Neoadjuvant Therapy Versus Surgery for Ovarian Cancer

Bradley Monk, MD, FACOG, FACS: What percentage of patients with advanced ovarian cancer get neoadjuvant chemotherapy? I’m going to see how many patients there are who have an opportunity for surgery because she said there are some who don’t. Give me a number of neoadjuvant chemotherapy cases; what do you think?

Leslie Randall, MD, FACOG: Fifty percent, minimum.

Bradley Monk, MD, FACOG, FACS: Let’s say 50%. If you get neoadjuvant chemotherapy, you’re not eligible for secondary cytoreduction, period.

Leslie Randall, MD, FACOG: Not by those criteria.

Bradley Monk, MD, FACOG, FACS: We have 3 studies that show no benefit in that because you wouldn’t have been eligible for DESKTOP and SOC-1, and GOG-0213 said it didn’t work. What percentage are R0 [negative resection margin] out of the 50%?

Leslie Randall, MD, FACOG: If we’re talking interval debulking….

Bradley Monk, MD, FACOG, FACS: No, frontline debulking.

Leslie Randall, MD, FACOG: That’s right. I was going to say you’re excluding those outright, right? Primary debulking, R0, 50%.

Bradley Monk, MD, FACOG, FACS: You’re now down to 25% who are at least eligible.

Leslie Randall, MD, FACOG: These are smart people; are these fair numbers?

Bradley Monk, MD, FACOG, FACS: Yes, of course they are.

Shannon N. Westin, MD, MPH, FACOG: They seem reasonable.

Bradley Monk, MD, FACOG, FACS: I think so. Right out of the gate, 75% of the patients don’t talk about it because they weren’t…primary debulking, and they didn’t have an R0. Then what’s the percentage of patients who are going to have a platinum-resistant recurrence because you have to have platinum-sensitive recurrence? Let’s say 20%. Now you go from 25% to 20%, and then what percentage of patients are going to have these isolated recurrences that you can resect?

Leslie Randall, MD, FACOG: Probably about a quarter or a third of patients.

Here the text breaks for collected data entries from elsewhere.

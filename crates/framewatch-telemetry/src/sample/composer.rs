// Copyright 2025 eraflo
//
// Licensed under the Apache License, Version 2.0 (the "License");
// you may not use this file except in compliance with the License.
// You may obtain a copy of the License at
//
//     http://www.apache.org/licenses/LICENSE-2.0
//
// Unless required by applicable law or agreed to in writing, software
// distributed under the License is distributed on an "AS IS" BASIS,
// WITHOUT WARRANTIES OR CONDITIONS OF ANY KIND, either express or implied.
// See the License for the specific language governing permissions and
// limitations under the License.

//! Assembles one [`Sample`] per sampled frame from a [`MetricSource`].

use framewatch_core::{MetricCategories, MetricSource};

use crate::sample::layout::SampleLayout;
use crate::sample::record::{MemoryMetrics, Sample, ScriptTimings};

/// Returns the instantaneous frame rate for a frame delta time, in seconds.
///
/// A zero, negative or non-finite delta has no meaningful rate and yields `0.0`,
/// as does a delta so small that the rate overflows.
pub fn frame_rate(delta_secs: f64) -> f64 {
    finite_or_zero(delta_secs, 1.0 / delta_secs)
}

/// Returns the frame duration in milliseconds. Degenerate deltas, and deltas
/// too large to express in milliseconds, yield `0.0`.
pub fn frame_time_ms(delta_secs: f64) -> f64 {
    finite_or_zero(delta_secs, delta_secs * 1000.0)
}

fn finite_or_zero(delta_secs: f64, value: f64) -> f64 {
    if delta_secs > 0.0 && value.is_finite() {
        value
    } else {
        0.0
    }
}

/// Builds samples whose groups match a fixed [`SampleLayout`].
///
/// The composer owns the script-timing accumulator, which is rebuilt from
/// zero on every sampled frame.
#[derive(Debug, Clone)]
pub struct SampleComposer {
    layout: SampleLayout,
    script_timings: ScriptTimings,
}

impl SampleComposer {
    /// Creates a composer for the given enabled categories.
    pub fn new(categories: MetricCategories) -> Self {
        Self {
            layout: SampleLayout::new(categories),
            script_timings: ScriptTimings::new(),
        }
    }

    /// The layout every composed sample conforms to.
    pub fn layout(&self) -> &SampleLayout {
        &self.layout
    }

    /// The categories this composer queries.
    pub fn categories(&self) -> MetricCategories {
        self.layout.categories()
    }

    /// Captures one sample, querying `source` only for the enabled groups.
    pub fn compose(
        &mut self,
        source: &dyn MetricSource,
        frame: u64,
        elapsed_secs: f64,
        delta_secs: f64,
    ) -> Sample {
        let categories = self.categories();
        let enabled = |category| categories.contains(category);

        let fps = frame_rate(delta_secs);
        if fps == 0.0 {
            log::debug!("Degenerate delta time {delta_secs} at frame {frame}, recording FPS as 0");
        }

        let script_timings = if enabled(MetricCategories::SCRIPT_TIMINGS) {
            self.record_script_timings(source, delta_secs);
            Some(self.script_timings.clone())
        } else {
            None
        };

        Sample {
            frame,
            elapsed_secs,
            fps,
            frame_time_ms: frame_time_ms(delta_secs),
            memory: enabled(MetricCategories::MEMORY)
                .then(|| MemoryMetrics::from(source.memory())),
            gpu_time_ms: enabled(MetricCategories::GPU).then(|| source.gpu_frame_time_ms()),
            draw_counters: enabled(MetricCategories::DRAW_COUNTERS)
                .then(|| source.render_counters()),
            physics: enabled(MetricCategories::PHYSICS).then(|| source.physics()),
            quality: enabled(MetricCategories::RENDERING).then(|| source.quality()),
            audio: enabled(MetricCategories::AUDIO).then(|| source.audio()),
            script_timings,
        }
    }

    /// Rebuilds the accumulator for this frame.
    ///
    /// There is no per-component measurement: each live behaviour is charged
    /// the whole frame time, summed per type name. Disabled behaviours are
    /// charged too.
    fn record_script_timings(&mut self, source: &dyn MetricSource, delta_secs: f64) {
        self.script_timings.clear();
        let cost_ms = frame_time_ms(delta_secs);
        for behaviour in source.behaviours() {
            self.script_timings.record(&behaviour.type_name, cost_ms);
        }
    }
}
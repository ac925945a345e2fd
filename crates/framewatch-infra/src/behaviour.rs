// Copyright 2025 eraflo
//
// Licensed under the Apache License, Version 2.0 (the "License");
// you may not use this file except in compliance with the License.
// You may obtain a copy of the License at
//
//     http://www.apache.org/licenses/LICENSE-2.0
//
// Unless required by applicable law or agreed to in writing, software
// distributed under the License is distributed on an "AS IS" BASIS,
// WITHOUT WARRANTIES OR CONDITIONS OF ANY KIND, either express or implied.
// See the License for the specific language governing permissions and
// limitations under the License.

//! Explicit registration of the component instances observed for script timings.
//!
//! The host registers each live component and keeps the returned
//! [`BehaviourHandle`] alongside it. Dropping every clone of a handle
//! unregisters the instance.

use std::sync::atomic::{AtomicBool, Ordering};
use std::sync::{Arc, Mutex, PoisonError, Weak};

use framewatch_core::BehaviourInfo;

#[derive(Debug)]
struct BehaviourEntry {
    type_name: String,
    enabled: AtomicBool,
}

/// A registered component instance.
#[derive(Debug, Clone)]
pub struct BehaviourHandle {
    entry: Arc<BehaviourEntry>,
}

impl BehaviourHandle {
    /// The component's type name as reported in script timings.
    pub fn type_name(&self) -> &str {
        &self.entry.type_name
    }

    /// Whether the component currently receives updates.
    pub fn is_enabled(&self) -> bool {
        self.entry.enabled.load(Ordering::Relaxed)
    }

    /// Enables or disables the component.
    pub fn set_enabled(&self, enabled: bool) {
        self.entry.enabled.store(enabled, Ordering::Relaxed);
    }
}

/// The set of live component instances.
///
/// Cloning the registry shares the same set.
#[derive(Debug, Clone, Default)]
pub struct BehaviourRegistry {
    entries: Arc<Mutex<Vec<Weak<BehaviourEntry>>>>,
}

impl BehaviourRegistry {
    /// Creates an empty registry.
    pub fn new() -> Self {
        Self::default()
    }

    /// Registers an enabled instance under `type_name`.
    pub fn register(&self, type_name: impl Into<String>) -> BehaviourHandle {
        let entry = Arc::new(BehaviourEntry {
            type_name: type_name.into(),
            enabled: AtomicBool::new(true),
        });
        self.lock().push(Arc::downgrade(&entry));
        log::trace!("Registered behaviour '{}'", entry.type_name);
        BehaviourHandle { entry }
    }

    /// Registers an enabled instance of `T`, named after the last path segment
    /// of its type name.
    pub fn register_type<T: ?Sized>(&self) -> BehaviourHandle {
        let full = std::any::type_name::<T>();
        let path = full.split('<').next().unwrap_or(full);
        let short = path.rsplit("::").next().unwrap_or(path);
        self.register(short)
    }

    /// The number of live instances.
    pub fn len(&self) -> usize {
        self.lock()
            .iter()
            .filter(|entry| entry.strong_count() > 0)
            .count()
    }

    /// Returns `true` if no instance is live.
    pub fn is_empty(&self) -> bool {
        self.len() == 0
    }

    /// Describes every live instance in registration order, dropping
    /// instances whose handles are gone.
    pub fn snapshot(&self) -> Vec<BehaviourInfo> {
        let mut entries = self.lock();
        entries.retain(|entry| entry.strong_count() > 0);
        entries
            .iter()
            .filter_map(Weak::upgrade)
            .map(|entry| BehaviourInfo {
                type_name: entry.type_name.clone(),
                enabled: entry.enabled.load(Ordering::Relaxed),
            })
            .collect()
    }

    fn lock(&self) -> std::sync::MutexGuard<'_, Vec<Weak<BehaviourEntry>>> {
        self.entries.lock().unwrap_or_else(PoisonError::into_inner)
    }
}

#[cfg(test)]
mod tests {
    use super::*;

    #[allow(dead_code)]
    struct PlayerController;

    mod game {
        #[allow(dead_code)]
        pub struct Spawner<T>(pub T);
    }

    #[test]
    fn test_snapshot_lists_live_instances_in_order() {
        let registry = BehaviourRegistry::new();
        let _player = registry.register("Player");
        let enemy = registry.register("Enemy");
        enemy.set_enabled(false);

        let infos = registry.snapshot();
        assert_eq!(
            infos,
            vec![
                BehaviourInfo::new("Player"),
                BehaviourInfo {
                    type_name: "Enemy".to_string(),
                    enabled: false,
                },
            ]
        );
    }

    #[test]
    fn test_dropping_handle_unregisters() {
        let registry = BehaviourRegistry::new();
        let first = registry.register("Turret");
        let second = first.clone();
        assert_eq!(registry.len(), 1);

        drop(first);
        assert_eq!(registry.len(), 1);
        drop(second);
        assert!(registry.is_empty());
        assert!(registry.snapshot().is_empty());
    }

    #[test]
    fn test_register_type_uses_short_name() {
        let registry = BehaviourRegistry::new();
        let player = registry.register_type::<PlayerController>();
        let spawner = registry.register_type::<game::Spawner<u32>>();
        assert_eq!(player.type_name(), "PlayerController");
        assert_eq!(spawner.type_name(), "Spawner");
    }
}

Bradley Monk, MD, FACOG, FACS: Yes, so let’s say a third. A third of 20% is about 5% to 10%. That’s OK; I’m not going to fight you.

Leslie Randall, MD, FACOG: That’s OK. I’m refereeing because you told me to. That’s OK because we’re looking for the people who shouldn’t have surgery, right?

Bradley Monk, MD, FACOG, FACS: Yes.

Leslie Randall, MD, FACOG: That’s a good algorithm to go through, in my opinion.

Bradley Monk, MD, FACOG, FACS: Thank you for that. What happens, I’m afraid, is that, as Dr Pinkal Desai, [MD, MPH,] who was Dr Randall’s and our mentor, said, “When you’re a hammer, all the world is a nail. And when you’re a surgeon, you’re looking for someone to operate on.”

Leslie Randall, MD, FACOG: He also said, “A good surgeon knows when to operate, and a great one knows when not to.”

Bradley Monk, MD, FACOG, FACS: Thank you. That’s good wisdom; that’s fantastic wisdom.

Transcript edited for clarity.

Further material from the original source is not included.